Truthteller by Stephen Davis

“Governments, politicians and corporations,” writes Stephen Davis, an investigative journalist, editor, and television producer, “have always attacked reporting and reporters that they do not like.” While there isn’t much that is new or revelatory in Truthteller, Davis does provide a window on the challenges of reporting when a powerful corporation, government agency, or individual is determined to suppress the truth. As Americans have witnessed since 2016, Donald Trump attacks the credibility and competence of the media at every opportunity and deems any story not to his liking as “fake news.” Trump also attacks individual reporters with a vehemence not seen since the Nixon administration. 

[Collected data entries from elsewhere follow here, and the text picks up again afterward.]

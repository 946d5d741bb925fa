//! Truncation policy for preview output.
//!
//! Generated description documents embed dataset values verbatim and can
//! easily grow to many times the size of the source file. When truncation is
//! enabled, every dimension larger than `large` is cut down to `large` by
//! taking a prefix slice; rank never changes and no dimension grows.

use serde_json::Value;

/// Dimensions larger than this are considered large.
pub const DEFAULT_LARGE: u64 = 10;

pub fn bounded_shape(shape: &[u64], large: u64) -> Vec<u64> {
    shape.iter().map(|dim| (*dim).min(large)).collect()
}

/// Restrict nested value arrays to `bounded`, slicing a prefix along each
/// dimension. Values deeper than the bounded rank pass through untouched.
pub fn truncate_values(values: &Value, bounded: &[u64]) -> Value {
    match bounded.split_first() {
        None => values.clone(),
        Some((dim, rest)) => match values {
            Value::Array(items) => Value::Array(
                items
                    .iter()
                    .take(*dim as usize)
                    .map(|v| truncate_values(v, rest))
                    .collect(),
            ),
            other => other.clone(),
        },
    }
}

Reporting is dangerous work in Russia, China, Mexico, Turkey, Saudi Arabia, and the Philippines. Reporters who dig too vigorously often wind up murdered in these countries. In the United States, the means of suppressing news stories and confounding the public are less violent but still very effective. Davis lays out more than a half dozen techniques used by the powerful, including attacking the messenger, delaying, and manufacturing an alternative truth. The latter tactic was mastered first by the tobacco industry and later turned into an art form by the fossil fuels industry. Creation of an alternative truth also comes into play when a military mission goes wrong. 

Truthteller reinforces the value of journalism and the need for rigorous investigative reporting in a democracy. No democracy can function when the truth is whatever the leader claims it to be, regardless of reason, logic, or evidence. In a world awash in information, citizens need to be even more media savvy. 

“It is not hyperbole to say that there is a war on journalism,” Davis writes. “But don’t call it a war on journalism — it’s a war on truth.”